A editora pendurou seu casaco no armário, deixou os saltos com um suspiro de alívio, a bolsa foi prontamente esquecida em cima da mesa junto ao livro.

Com passos lentos ela caminhou até a cozinha, apoiando-se no batente da porta para observar a morena em ação. 

Andrea se movia pela cozinha como quem morava ali a vida toda, como quem conhecia cada canto do lugar. A mesma facilidade com que ela se move fisicamente, ela tem emocionalmente para lidar com Miranda, a editora estava ciente disso. Andy se rendia a quase todos os seus pedidos, e quando não se rendia por inteiro, convencia a outra mulher a negociar para que as duas ficassem contentes com suas escolhas. 

Ninguém jamais havia feito isso antes. 

Ninguém jamais havia se integrado em sua vida tão rápido, com todas as respostas certas.

"Ei, você chegou!" Andrea interrompeu os pensamentos de Miranda com uma saudação aberta. Ela envolveu a editora num abraço apertado antes de dar um selinho carinhoso em seus lábios e logo voltar para perto do fogão. "O jantar fica pronto em dois minutos, eu deixei seu vinho favorito descansando."

A editora pegou duas taças e serviu o vinho enquanto Andy terminava o preparo. Não demorou até ela servir duas porções de massa fresca, com cubos de frango e legumes.

Elas comeram em relativo silêncio por algum tempo.

Entre garfadas e goles de vinho, a morena observava a mulher em sua frente, movendo-se de forma mecânica, a mente estivesse distante.

"Como você sabia o horário em que eu chegaria?" Miranda questionou descansando os talheres no prato cuidadosamente.

"Pedi pro Roy me avisar quando estivesse a caminho. Tentei te ligar algumas vezes mais cedo, mas não consegui, então deduzi que tinha alguma urgência no trabalho. Deixei as coisas preparadas para finalizar o prato quando você estivesse chegando."

"Hm."

"O que foi?" Andy franziu o cenho.

"Vi que você ligou hoje. Também te vi no seu almoço com Jacqueline Follet. Também vi que ela te ligou no outro dia." A voz de Miranda assumiu um tom gélido que Andy nunca presenciara antes. 

"E-eu não entendo onde você quer chegar com isso, Miranda. Porque você não falou comigo? Eu não te vi."

"Quando você ia me contar sobre ela, Andrea?"

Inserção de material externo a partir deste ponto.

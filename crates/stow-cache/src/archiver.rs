//! Tar archiving of mount directories.
//!
//! Archives are built and unpacked with blocking `tar` I/O on the blocking
//! thread pool; [`spawn_archive`] and [`extract_stream`] bridge that to the
//! async [`ByteReader`] streams the backends consume and produce.

use crate::types::ByteReader;
use std::io::{self, BufReader, BufWriter, Read, Write};
use std::path::{Path, PathBuf};
use std::pin::Pin;
use std::sync::{Arc, OnceLock};
use std::task::{Context, Poll, ready};
use stow_core::{Compression, Error, Result};
use tokio::io::{AsyncRead, DuplexStream, ReadBuf};
use tokio::task::JoinHandle;
use tokio_util::io::SyncIoBridge;

/// Capacity of the in-memory pipe between the archiver and the upload.
const PIPE_CAPACITY: usize = 256 * 1024;

/// Write the tree under `mount_dir` to `writer` as a tar archive.
///
/// Entry names are relative to `mount_dir`. Symlinks are stored as links.
pub fn create_archive<W: Write>(writer: W, mount_dir: &Path, compression: Compression) -> Result<()> {
    let mut writer = match compression {
        Compression::None => append_tree(writer, mount_dir)?,
        Compression::Gzip => {
            let encoder = flate2::write::GzEncoder::new(writer, flate2::Compression::default());
            append_tree(encoder, mount_dir)?
                .finish()
                .map_err(|e| Error::Archive(format!("Gzip finish failed: {}", e)))?
        }
        Compression::Zstd => {
            let encoder = zstd::stream::write::Encoder::new(writer, 3)
                .map_err(|e| Error::Archive(format!("Zstd init failed: {}", e)))?;
            append_tree(encoder, mount_dir)?
                .finish()
                .map_err(|e| Error::Archive(format!("Zstd finish failed: {}", e)))?
        }
    };
    writer
        .flush()
        .map_err(|e| Error::Archive(format!("Failed to flush archive: {}", e)))
}

fn append_tree<W: Write>(writer: W, mount_dir: &Path) -> Result<W> {
    let mut builder = tar::Builder::new(writer);
    builder.follow_symlinks(false);
    builder.append_dir_all(".", mount_dir).map_err(|e| {
        Error::Archive(format!("Failed to pack dir {}: {}", mount_dir.display(), e))
    })?;
    builder
        .into_inner()
        .map_err(|e| Error::Archive(format!("Failed to finish tar: {}", e)))
}

/// Extract an archive into `dest`, overwriting existing files.
pub fn extract_archive<R: Read>(reader: R, dest: &Path, compression: Compression) -> Result<()> {
    match compression {
        Compression::None => unpack(reader, dest),
        Compression::Gzip => unpack(flate2::read::GzDecoder::new(reader), dest),
        Compression::Zstd => {
            let decoder = zstd::stream::read::Decoder::new(reader)
                .map_err(|e| Error::Archive(format!("Failed to create decoder: {}", e)))?;
            unpack(decoder, dest)
        }
    }
}

fn unpack<R: Read>(reader: R, dest: &Path) -> Result<()> {
    let mut archive = tar::Archive::new(reader);
    archive.set_overwrite(true);
    archive.set_preserve_permissions(true);
    archive.set_preserve_mtime(true);
    archive.unpack(dest).map_err(|e| {
        Error::Archive(format!("Failed to unpack archive into {}: {}", dest.display(), e))
    })
}

/// Outcome of an archiving task, published before its end of the pipe closes.
type ArchiveOutcome = Arc<OnceLock<std::result::Result<(), String>>>;

/// Read half of the archive pipe.
///
/// End of stream is only reported once the archiving task has finished
/// successfully. If it failed, or went away without finishing, the read
/// fails instead so a consumer never commits a truncated archive.
struct ArchiveStream {
    inner: DuplexStream,
    outcome: ArchiveOutcome,
}

impl AsyncRead for ArchiveStream {
    fn poll_read(
        mut self: Pin<&mut Self>,
        cx: &mut Context<'_>,
        buf: &mut ReadBuf<'_>,
    ) -> Poll<io::Result<()>> {
        let before = buf.filled().len();
        ready!(Pin::new(&mut self.inner).poll_read(cx, buf))?;
        if buf.filled().len() > before || buf.remaining() == 0 {
            return Poll::Ready(Ok(()));
        }

        match self.outcome.get() {
            Some(Ok(())) => Poll::Ready(Ok(())),
            Some(Err(msg)) => Poll::Ready(Err(io::Error::other(msg.clone()))),
            None => Poll::Ready(Err(io::Error::new(
                io::ErrorKind::UnexpectedEof,
                "archive stream closed before the archive was complete",
            ))),
        }
    }
}

/// Start archiving `mount_dir` on the blocking pool.
///
/// Returns the read half of the archive stream and the archiving task. The
/// task fails if the reader is dropped before the archive is complete, and
/// the reader fails at end of stream if the task did.
pub fn spawn_archive(
    mount_dir: PathBuf,
    compression: Compression,
) -> (ByteReader, JoinHandle<Result<()>>) {
    let (reader, writer) = tokio::io::duplex(PIPE_CAPACITY);
    let outcome = ArchiveOutcome::default();
    let task_outcome = Arc::clone(&outcome);
    let mut bridge = SyncIoBridge::new(writer);

    let task = tokio::task::spawn_blocking(move || {
        let out = BufWriter::with_capacity(PIPE_CAPACITY, &mut bridge);
        let result = create_archive(out, &mount_dir, compression);
        // Must be set before the writer is shut down or dropped
        let _ = task_outcome.set(result.as_ref().map(|_| ()).map_err(|e| e.to_string()));
        result?;
        bridge
            .shutdown()
            .map_err(|e| Error::Archive(format!("Failed to close archive stream: {}", e)))
    });

    let reader: ByteReader = Box::pin(ArchiveStream {
        inner: reader,
        outcome,
    });
    (reader, task)
}

/// Extract an archive stream into `dest` on the blocking pool.
pub async fn extract_stream(src: ByteReader, dest: PathBuf, compression: Compression) -> Result<()> {
    let bridge = BufReader::with_capacity(PIPE_CAPACITY, SyncIoBridge::new(src));
    tokio::task::spawn_blocking(move || extract_archive(bridge, &dest, compression))
        .await
        .map_err(|e| Error::Internal(format!("Extract task failed: {}", e)))?
}
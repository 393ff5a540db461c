//! Cache key generation utilities.

use md5::{Digest, Md5};

/// Hash a mount path and branch into a lowercase hex digest.
///
/// The digest covers the mount bytes followed by the branch bytes with no
/// delimiter, so `("ab", "c")` and `("a", "bc")` share a key.
pub fn hash_mount(mount: &str, branch: &str) -> String {
    let mut hasher = Md5::new();
    hasher.update(mount.as_bytes());
    hasher.update(branch.as_bytes());
    hex::encode(hasher.finalize())
}

/// Resolve the remote path `<root>/<repo>/<digest>` for a mount on a branch.
pub fn resolve(root: &str, repo: &str, mount: &str, branch: &str) -> String {
    join_remote(&[root, repo, &hash_mount(mount, branch)])
}

/// Join path components with `/`, dropping empty and `.` segments and
/// resolving `..` against the segments before it.
///
/// A leading `/` on the first non-empty component is kept. All-empty input
/// joins to an empty string.
pub fn join_remote(parts: &[&str]) -> String {
    if parts.iter().all(|p| p.is_empty()) {
        return String::new();
    }

    let absolute = parts
        .iter()
        .find(|p| !p.is_empty())
        .is_some_and(|p| p.starts_with('/'));

    let mut segments: Vec<&str> = Vec::new();
    for segment in parts.iter().flat_map(|p| p.split('/')) {
        match segment {
            "" | "." => {}
            ".." => {
                if segments.last().is_some_and(|s| *s != "..") {
                    segments.pop();
                } else if !absolute {
                    segments.push("..");
                }
            }
            s => segments.push(s),
        }
    }

    let joined = segments.join("/");
    match (absolute, joined.is_empty()) {
        (true, _) => format!("/{}", joined),
        (false, true) => ".".to_string(),
        (false, false) => joined,
    }
}
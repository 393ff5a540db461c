//! Local filesystem backend for shared-volume caches.

use crate::backend::Backend;
use crate::types::{ByteReader, EntryInfo};
use async_trait::async_trait;
use serde::Deserialize;
use std::io::ErrorKind;
use std::path::{Component, Path, PathBuf};
use std::time::Duration;
use stow_core::{Error, Result};
use tracing::debug;

#[derive(Debug, Clone, Deserialize)]
pub struct FilesystemConfig {
    #[serde(alias = "Root")]
    pub root: PathBuf,
}

impl FilesystemConfig {
    pub fn from_json(raw: &str) -> Result<Self> {
        let config: FilesystemConfig = serde_json::from_str(raw)
            .map_err(|e| Error::Config(format!("invalid filesystem configuration: {}", e)))?;
        if config.root.as_os_str().is_empty() {
            return Err(Error::Config("filesystem root is required".into()));
        }
        Ok(config)
    }
}

/// Cache entries stored as files under a root directory.
pub struct FilesystemBackend {
    root_dir: PathBuf,
}

impl FilesystemBackend {
    pub fn new(root_dir: PathBuf) -> Self {
        Self { root_dir }
    }

    pub async fn from_json(raw: &str) -> Result<Self> {
        let config = FilesystemConfig::from_json(raw)?;
        tokio::fs::create_dir_all(&config.root).await.map_err(|e| {
            Error::Connection(format!(
                "cannot prepare cache root {}: {}",
                config.root.display(),
                e
            ))
        })?;
        Ok(Self::new(config.root))
    }

    fn key_path(&self, key: &str) -> Result<PathBuf> {
        let relative = Path::new(key.trim_start_matches('/'));
        if relative
            .components()
            .any(|c| !matches!(c, Component::Normal(_) | Component::CurDir))
        {
            return Err(Error::Config(format!("invalid cache path: {}", key)));
        }
        Ok(self.root_dir.join(relative))
    }
}

fn not_found_or(e: std::io::Error, key: &str) -> Error {
    if e.kind() == ErrorKind::NotFound {
        Error::NotFound(key.to_string())
    } else {
        Error::Io(e)
    }
}

#[async_trait]
impl Backend for FilesystemBackend {
    fn name(&self) -> &str {
        "filesystem"
    }

    async fn list(&self, prefix: &str) -> Result<Vec<EntryInfo>> {
        let search_dir = self.key_path(prefix)?;
        if !search_dir.is_dir() {
            return Ok(vec![]);
        }

        let mut entries = vec![];
        let base = prefix.trim_end_matches('/');

        let mut read_dir = tokio::fs::read_dir(&search_dir).await?;
        while let Some(entry) = read_dir.next_entry().await? {
            let name = entry.file_name().to_string_lossy().to_string();
            // In-flight uploads
            if name.starts_with('.') && name.contains(".partial-") {
                continue;
            }
            let metadata = entry.metadata().await?;
            let path = if base.is_empty() {
                name
            } else {
                format!("{}/{}", base, name)
            };

            entries.push(EntryInfo {
                path,
                size_bytes: metadata.len(),
                modified_at: metadata.modified().ok().map(chrono::DateTime::from),
                is_dir: metadata.is_dir(),
            });
        }

        entries.sort_by(|a, b| a.path.cmp(&b.path));
        Ok(entries)
    }

    async fn get(&self, path: &str) -> Result<ByteReader> {
        let key_path = self.key_path(path)?;
        let file = tokio::fs::File::open(&key_path)
            .await
            .map_err(|e| not_found_or(e, path))?;
        if file.metadata().await?.is_dir() {
            return Err(Error::NotFound(path.to_string()));
        }
        Ok(Box::pin(file))
    }

    async fn put(&self, path: &str, ttl: Option<Duration>, mut src: ByteReader) -> Result<()> {
        let key_path = self.key_path(path)?;
        if let Some(ttl) = ttl {
            debug!(path = %path, ttl_secs = ttl.as_secs(), "filesystem backend ignores ttl");
        }

        let parent = key_path
            .parent()
            .ok_or_else(|| Error::Config(format!("invalid cache path: {}", path)))?;
        tokio::fs::create_dir_all(parent).await?;

        let file_name = key_path
            .file_name()
            .map(|n| n.to_string_lossy().to_string())
            .unwrap_or_default();
        let partial = parent.join(format!(".{}.partial-{}", file_name, uuid::Uuid::new_v4()));

        let written = async {
            let mut file = tokio::fs::File::create(&partial).await?;
            let bytes = tokio::io::copy(&mut src, &mut file).await?;
            file.sync_all().await?;
            tokio::fs::rename(&partial, &key_path).await?;
            Ok::<u64, std::io::Error>(bytes)
        }
        .await;

        match written {
            Ok(bytes) => {
                debug!(path = %path, bytes, "cache entry written");
                Ok(())
            }
            Err(e) => {
                let _ = tokio::fs::remove_file(&partial).await;
                Err(Error::Transport(format!("Failed to write cache {}: {}", path, e)))
            }
        }
    }

    async fn remove(&self, path: &str) -> Result<()> {
        let key_path = self.key_path(path)?;
        if key_path.exists() {
            tokio::fs::remove_file(&key_path).await?;
        }
        Ok(())
    }

    async fn close(&self) -> Result<()> {
        Ok(())
    }
}
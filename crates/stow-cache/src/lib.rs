//! Branch-keyed directory cache for CI runners.
//!
//! Mounts are archived to a storage backend under a key derived from the
//! mount path and the commit branch, and restored from the same key on later
//! builds.

pub mod archiver;
pub mod backend;
pub mod backends;
pub mod keys;
pub mod plugin;
pub mod types;

pub use backend::Backend;
pub use keys::{hash_mount, join_remote, resolve};
pub use plugin::Plugin;
pub use types::{ByteReader, EntryInfo, ExecReport, MountReport, Phase, PhaseReport};
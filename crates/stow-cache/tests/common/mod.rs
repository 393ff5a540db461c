//! Shared helpers for stow-cache integration tests.

#![allow(dead_code)]

use async_trait::async_trait;
use std::collections::{BTreeMap, HashMap, HashSet};
use std::fs;
use std::path::Path;
use std::sync::{Arc, Mutex};
use std::time::Duration;
use stow_cache::{Backend, ByteReader, EntryInfo};
use stow_core::{Error, Result};
use tokio::io::AsyncReadExt;

#[derive(Debug, Clone, PartialEq, Eq)]
pub enum Call {
    List(String),
    Get(String),
    Put(String),
    Remove(String),
    Close,
}

#[derive(Default)]
struct State {
    objects: HashMap<String, Vec<u8>>,
    calls: Vec<Call>,
    failing_puts: HashSet<String>,
}

/// In-memory backend that records every call. Clones share state.
#[derive(Clone, Default)]
pub struct MemoryBackend {
    state: Arc<Mutex<State>>,
}

impl MemoryBackend {
    pub fn new() -> Self {
        Self::default()
    }

    /// Make every put to `path` fail without reading the stream.
    pub fn fail_put(&self, path: impl Into<String>) {
        self.state.lock().unwrap().failing_puts.insert(path.into());
    }

    pub fn calls(&self) -> Vec<Call> {
        self.state.lock().unwrap().calls.clone()
    }

    pub fn puts(&self) -> Vec<String> {
        self.calls()
            .into_iter()
            .filter_map(|c| match c {
                Call::Put(p) => Some(p),
                _ => None,
            })
            .collect()
    }

    pub fn close_count(&self) -> usize {
        self.calls().iter().filter(|c| **c == Call::Close).count()
    }

    pub fn object(&self, path: &str) -> Option<Vec<u8>> {
        self.state.lock().unwrap().objects.get(path).cloned()
    }

    pub fn boxed(&self) -> Box<dyn Backend> {
        Box::new(self.clone())
    }

    fn record(&self, call: Call) {
        self.state.lock().unwrap().calls.push(call);
    }
}

#[async_trait]
impl Backend for MemoryBackend {
    fn name(&self) -> &str {
        "memory"
    }

    async fn list(&self, prefix: &str) -> Result<Vec<EntryInfo>> {
        self.record(Call::List(prefix.to_string()));
        let state = self.state.lock().unwrap();
        let mut entries: Vec<EntryInfo> = state
            .objects
            .iter()
            .filter(|(path, _)| path.starts_with(prefix))
            .map(|(path, bytes)| EntryInfo {
                path: path.clone(),
                size_bytes: bytes.len() as u64,
                modified_at: None,
                is_dir: false,
            })
            .collect();
        entries.sort_by(|a, b| a.path.cmp(&b.path));
        Ok(entries)
    }

    async fn get(&self, path: &str) -> Result<ByteReader> {
        self.record(Call::Get(path.to_string()));
        let bytes = self
            .object(path)
            .ok_or_else(|| Error::NotFound(path.to_string()))?;
        Ok(Box::pin(std::io::Cursor::new(bytes)))
    }

    async fn put(&self, path: &str, _ttl: Option<Duration>, mut src: ByteReader) -> Result<()> {
        self.record(Call::Put(path.to_string()));
        if self.state.lock().unwrap().failing_puts.contains(path) {
            return Err(Error::Transport(format!("injected failure for {}", path)));
        }

        let mut bytes = Vec::new();
        src.read_to_end(&mut bytes).await?;
        self.state
            .lock()
            .unwrap()
            .objects
            .insert(path.to_string(), bytes);
        Ok(())
    }

    async fn remove(&self, path: &str) -> Result<()> {
        self.record(Call::Remove(path.to_string()));
        self.state.lock().unwrap().objects.remove(path);
        Ok(())
    }

    async fn close(&self) -> Result<()> {
        self.record(Call::Close);
        Ok(())
    }
}

/// Relative path -> file contents (`None` for directories).
pub fn snapshot(root: &Path) -> BTreeMap<String, Option<Vec<u8>>> {
    fn walk(root: &Path, dir: &Path, out: &mut BTreeMap<String, Option<Vec<u8>>>) {
        for entry in fs::read_dir(dir).unwrap() {
            let path = entry.unwrap().path();
            let rel = path.strip_prefix(root).unwrap().to_string_lossy().to_string();
            if path.is_dir() {
                out.insert(rel, None);
                walk(root, &path, out);
            } else {
                out.insert(rel, Some(fs::read(&path).unwrap()));
            }
        }
    }
    let mut out = BTreeMap::new();
    walk(root, root, &mut out);
    out
}

/// Populate a small dependency tree under `root/<mount>`.
pub fn write_mount(root: &Path, mount: &str) {
    let dir = root.join(mount);
    fs::create_dir_all(dir.join("left-pad/lib")).unwrap();
    fs::write(dir.join("left-pad/package.json"), br#"{"name":"left-pad"}"#).unwrap();
    fs::write(dir.join("left-pad/lib/index.js"), b"module.exports = pad;\n").unwrap();
    fs::write(dir.join(".lock"), format!("lock for {}", mount)).unwrap();
}
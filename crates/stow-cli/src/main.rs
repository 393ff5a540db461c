//! stow CLI entrypoint.

use clap::Parser;
use stow_cache::Plugin;
use tracing::{error, info, warn};
use tracing_subscriber::EnvFilter;

mod commands;
mod config;

use commands::Cli;

fn init_tracing() {
    let env_filter = EnvFilter::try_from_default_env().unwrap_or_else(|_| EnvFilter::new("info"));
    tracing_subscriber::fmt().with_env_filter(env_filter).init();
}

/// Parse arguments, re-parsing after an env file so its variables feed the
/// env fallbacks.
fn parse_args() -> Cli {
    let cli = Cli::parse();
    match &cli.env_file {
        Some(path) => {
            if let Err(e) = dotenvy::from_path(path) {
                warn!(path = %path.display(), error = %e, "Failed to load env file");
            }
            Cli::parse()
        }
        None => cli,
    }
}

#[tokio::main]
async fn main() -> Result<(), Box<dyn std::error::Error>> {
    init_tracing();

    let cli = parse_args();
    let config = cli.plugin_config().inspect_err(|e| {
        error!(error = %e, "Invalid plugin configuration");
    })?;

    info!(
        repo = %config.repo,
        branch = %config.branch,
        backend = config.backend.kind(),
        mounts = config.mounts.len(),
        "Starting cache plugin"
    );

    let report = Plugin::new(config).exec().await.inspect_err(|e| {
        error!(error = %e, "Cache plugin failed");
    })?;

    info!(
        rebuilt = report.rebuild.as_ref().map_or(0, |p| p.mounts.len()),
        restored = report.restore.as_ref().map_or(0, |p| p.mounts.len()),
        "Cache plugin finished"
    );
    Ok(())
}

"Miranda, eu realmente não estou conseguindo entender onde você quer chegar com isso. Eu nunca te dei satisfação sobre a minha vida profissional, eu nunca te falei nomes de pessoas com quem eu trabalho." Andy respondeu tentando manter a calma. "Espera - Foi por isso que você estava estanha no outro dia?"

Miranda olhou friamente para a mulher em sua frente.

"Nunca pensei que você fosse me decepcionar, Andrea, e ainda assim você conseguiu ser o maior desapontamento de toda a minha existência." 

Miranda se levantou lentamente, pegou sua taça e começou a sair do cômodo em direção as escadas.

Andy, levantando-se rapidamente e seguindo a outra mulher, disparou. "Miranda, por favor, eu não entendo o motivo de você estar tão brava comigo. Eu não fiz nada de errado, eu não te traí de forma alguma, eu só encontrei com ela por uma proposta de trabalho que eu sequer aceitei."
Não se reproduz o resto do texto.